"Fair or not, lawyering from home raises eyebrows." - Joe Patrice, in article "What Does Lawyering From Home Say About You? Either You're A Genius or Unemployable," in Abovethelaw.com, September 16, 2014. Here you can read the article.
Lawyering is serious business. At stake can be trillions of dollars, terms and conditions about how you and your business partner will operate the startup, custody of children, the monthly nut you will be paying to the spouse until he/she gets a job, and your freedom. So, Patrice is right on the, well, money when he recommends that lawyers not interface with prospects, clients, and third parties from home.
Even the most professional-looking home office, with a wood conference table, fails to send the appropriate messages about success (i.e. track record), influence, power, and intuitive grasp about myriad gameplans. So, just forget that, for anything which involves meeting and greeting the outside world.

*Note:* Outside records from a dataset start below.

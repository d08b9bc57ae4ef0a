//! Vectors partitioned in contiguous blocks across the ranks of a channel.

use crate::distributed::ownership::Ownership;
use crate::error::{KError, Result};
use crate::parallel::{Channel, ReduceOp};
use std::sync::Arc;

/// A global vector of which each rank stores one contiguous block.
///
/// Cloning copies the local block only; clones share the channel and the
/// ownership table, so they can be combined without communication.
#[derive(Debug, Clone)]
pub struct DistVector {
    comm: Arc<Channel>,
    owners: Arc<Ownership>,
    local: Vec<f64>,
}

impl DistVector {
    /// Collective: wrap this rank's block of a vector of global length `size`.
    ///
    /// Fails on every rank when the local lengths do not add up to `size`.
    pub fn new(size: usize, comm: Arc<Channel>, local: Vec<f64>) -> Result<Self> {
        let owners = Ownership::gather(&comm, local.len())?;
        owners.expect_size(size)?;
        Ok(Self { comm, owners: Arc::new(owners), local })
    }

    /// Collective: zero vector of global length `size` with `local_len`
    /// entries on this rank.
    pub fn zeros(size: usize, comm: Arc<Channel>, local_len: usize) -> Result<Self> {
        Self::new(size, comm, vec![0.0; local_len])
    }

    /// Zero vector over an existing ownership table. No communication.
    pub fn with_ownership(comm: Arc<Channel>, owners: Arc<Ownership>) -> Result<Self> {
        if owners.ranks() != comm.size() {
            return Err(KError::SizeMismatch { expected: comm.size(), actual: owners.ranks() });
        }
        let local = vec![0.0; owners.local_len(comm.rank())];
        Ok(Self { comm, owners, local })
    }

    /// Collective: take this rank's block of a replicated global vector.
    pub fn from_global(comm: Arc<Channel>, global: &[f64], local_len: usize) -> Result<Self> {
        let owners = Ownership::gather(&comm, local_len)?;
        owners.expect_size(global.len())?;
        let local = global[owners.range(comm.rank())].to_vec();
        Ok(Self { comm, owners: Arc::new(owners), local })
    }

    /// Global length.
    pub fn size(&self) -> usize {
        self.owners.size()
    }

    pub fn channel(&self) -> &Arc<Channel> {
        &self.comm
    }

    pub fn ownership(&self) -> &Arc<Ownership> {
        &self.owners
    }

    /// First global index owned by this rank.
    pub fn start(&self) -> usize {
        self.owners.start(self.comm.rank())
    }

    /// One past the last global index owned by this rank.
    pub fn end(&self) -> usize {
        self.owners.end(self.comm.rank())
    }

    pub fn local(&self) -> &[f64] {
        &self.local
    }

    pub fn local_mut(&mut self) -> &mut [f64] {
        &mut self.local
    }

    fn local_pos(&self, index: usize) -> Result<usize> {
        self.owners.to_local(self.comm.rank(), index)
    }

    /// Read a locally owned entry by global index.
    pub fn get(&self, index: usize) -> Result<f64> {
        Ok(self.local[self.local_pos(index)?])
    }

    /// Overwrite a locally owned entry by global index.
    pub fn set(&mut self, index: usize, value: f64) -> Result<()> {
        let i = self.local_pos(index)?;
        self.local[i] = value;
        Ok(())
    }

    /// Add to a locally owned entry by global index.
    pub fn add(&mut self, index: usize, value: f64) -> Result<()> {
        let i = self.local_pos(index)?;
        self.local[i] += value;
        Ok(())
    }

    /// Fail unless `other` is distributed exactly like `self`.
    pub fn check_compatible(&self, other: &DistVector) -> Result<()> {
        if Arc::ptr_eq(&self.owners, &other.owners) || self.owners == other.owners {
            Ok(())
        } else {
            Err(KError::SizeMismatch { expected: self.size(), actual: other.size() })
        }
    }

    pub fn zero(&mut self) {
        self.local.fill(0.0);
    }

    pub fn fill(&mut self, value: f64) {
        self.local.fill(value);
    }

    /// `self ← other`.
    pub fn copy_from(&mut self, other: &DistVector) -> Result<()> {
        self.check_compatible(other)?;
        self.local.copy_from_slice(&other.local);
        Ok(())
    }

    /// `self ← alpha * self`.
    pub fn scale(&mut self, alpha: f64) {
        for v in &mut self.local {
            *v *= alpha;
        }
    }

    /// `self ← self + alpha * x`.
    pub fn axpy(&mut self, alpha: f64, x: &DistVector) -> Result<()> {
        self.check_compatible(x)?;
        for (y, &xi) in self.local.iter_mut().zip(&x.local) {
            *y += alpha * xi;
        }
        Ok(())
    }

    /// `self ← x + beta * self`.
    pub fn aypx(&mut self, beta: f64, x: &DistVector) -> Result<()> {
        self.check_compatible(x)?;
        for (y, &xi) in self.local.iter_mut().zip(&x.local) {
            *y = xi + beta * *y;
        }
        Ok(())
    }

    /// Collective inner product.
    pub fn dot(&self, other: &DistVector) -> Result<f64> {
        self.check_compatible(other)?;
        let partial: f64 = self.local.iter().zip(&other.local).map(|(a, b)| a * b).sum();
        self.comm.all_reduce_scalar(partial, ReduceOp::Sum)
    }

    /// Collective sum of absolute values.
    pub fn norm1(&self) -> Result<f64> {
        let partial: f64 = self.local.iter().map(|v| v.abs()).sum();
        self.comm.all_reduce_scalar(partial, ReduceOp::Sum)
    }

    /// Collective Euclidean norm.
    pub fn norm2(&self) -> Result<f64> {
        let partial: f64 = self.local.iter().map(|v| v * v).sum();
        Ok(self.comm.all_reduce_scalar(partial, ReduceOp::Sum)?.sqrt())
    }

    /// Collective maximum absolute value. NaN if any entry is NaN.
    pub fn norm_inf(&self) -> Result<f64> {
        let partial = self
            .local
            .iter()
            .fold(0.0f64, |m, v| if m.is_nan() || v.is_nan() { f64::NAN } else { m.max(v.abs()) });
        self.comm.all_reduce_scalar(partial, ReduceOp::Max)
    }

    /// Collective sum of all entries.
    pub fn sum(&self) -> Result<f64> {
        let partial: f64 = self.local.iter().sum();
        self.comm.all_reduce_scalar(partial, ReduceOp::Sum)
    }

    /// Collective: assemble the global vector on `root`; other ranks get
    /// `None`.
    pub fn gather_to(&self, root: usize) -> Result<Option<Vec<f64>>> {
        let rank = self.comm.rank();
        let mut parts: Vec<Vec<f64>> = if rank == root {
            (0..self.owners.ranks()).map(|r| vec![0.0; self.owners.local_len(r)]).collect()
        } else {
            Vec::new()
        };
        self.comm.gather(&self.local, &mut parts, root)?;
        Ok((rank == root).then(|| parts.concat()))
    }

    /// Collective: assemble the global vector on every rank.
    pub fn all_gather(&self) -> Result<Vec<f64>> {
        let mut parts: Vec<Vec<f64>> =
            (0..self.owners.ranks()).map(|r| vec![0.0; self.owners.local_len(r)]).collect();
        self.comm.all_gather(&self.local, &mut parts)?;
        Ok(parts.concat())
    }
}

#[cfg(test)]
mod tests {
    use super::*;
    use crate::parallel::run;
    use approx::assert_relative_eq;

    #[test]
    fn blocks_must_cover_global_size() {
        let results = run(2, |ch| DistVector::zeros(5, ch, 2).map(|_| ())).unwrap();
        for r in results {
            assert_eq!(r, Err(KError::SizeMismatch { expected: 5, actual: 4 }));
        }
    }

    #[test]
    fn entry_access_is_local_only() {
        let results = run(2, |ch| {
            let mut v = DistVector::zeros(4, ch, 2).unwrap();
            let mine = v.start();
            v.set(mine, 3.0).unwrap();
            v.add(mine, 1.5).unwrap();
            let other = (mine + 2) % 4;
            (v.get(mine), v.set(other, 1.0))
        })
        .unwrap();
        assert_eq!(results[0].0, Ok(4.5));
        assert_eq!(results[0].1, Err(KError::NotLocal { index: 2, start: 0, end: 2 }));
        assert_eq!(results[1].1, Err(KError::NotLocal { index: 0, start: 2, end: 4 }));
    }

    #[test]
    fn reductions_match_serial() {
        let global: Vec<f64> = (0..7).map(|i| i as f64 - 3.0).collect();
        let sizes = [3, 0, 4];
        let results = run(3, |ch| {
            let v = DistVector::from_global(ch.clone(), &global, sizes[ch.rank()]).unwrap();
            let mut w = v.clone();
            w.scale(2.0);
            w.axpy(-1.0, &v).unwrap();
            (v.dot(&w).unwrap(), v.norm1().unwrap(), v.norm2().unwrap(), v.norm_inf().unwrap())
        })
        .unwrap();
        let dot: f64 = global.iter().map(|x| x * x).sum();
        let n1: f64 = global.iter().map(|x| x.abs()).sum();
        for (d, a, b, c) in results {
            assert_relative_eq!(d, dot);
            assert_relative_eq!(a, n1);
            assert_relative_eq!(b, dot.sqrt());
            assert_relative_eq!(c, 3.0);
        }
    }

    #[test]
    fn nan_reaches_every_rank_through_norm_inf() {
        let results = run(3, |ch| {
            let mut v = DistVector::zeros(3, Arc::clone(&ch), 1).unwrap();
            v.fill(if ch.rank() == 1 { f64::NAN } else { 5.0 });
            v.norm_inf().unwrap()
        })
        .unwrap();
        assert!(results.iter().all(|n| n.is_nan()));
    }

    #[test]
    fn gather_reassembles_on_root() {
        let global = [1.0, 2.0, 3.0, 4.0, 5.0];
        let results = run(2, |ch| {
            let len = if ch.rank() == 0 { 2 } else { 3 };
            let v = DistVector::from_global(ch, &global, len).unwrap();
            (v.gather_to(1).unwrap(), v.all_gather().unwrap())
        })
        .unwrap();
        assert_eq!(results[0].0, None);
        assert_eq!(results[1].0.as_deref(), Some(&global[..]));
        assert_eq!(results[0].1, global.to_vec());
    }
}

Shrewd operators, usually from the get-go, know to lease or barter for office space on a just-in-time basis. That last time I was covering this I found out that the New York City Bar provides conference rooms to members for an hour or so. It probably helps one's brand to conduct business from there.
Before it was okay for us in communications services to hang out our shingle on the condo door, we researched local enterprises which provided the whatevers which simulated a real office. In Westport, Connecticut, I had my mailing address and booked a conference room a few times a month. I toyed with the idea of bartering my marketing communications skills for either a regular or just-in-time office. From colleagues, I found out that frequently both parties wind up sensing they are getting the short end of the stick. Yes, just like happens in official partnerships, relationships can become and stay bitter.
The cost of a mailbox in the right location and for access to a conference room is tax-deductible. Patrice is right. Lawyers cannot do face time with prospects, clients, and third parties from home. At least not yet. Maybe never, given what's at risk in the details of client matters.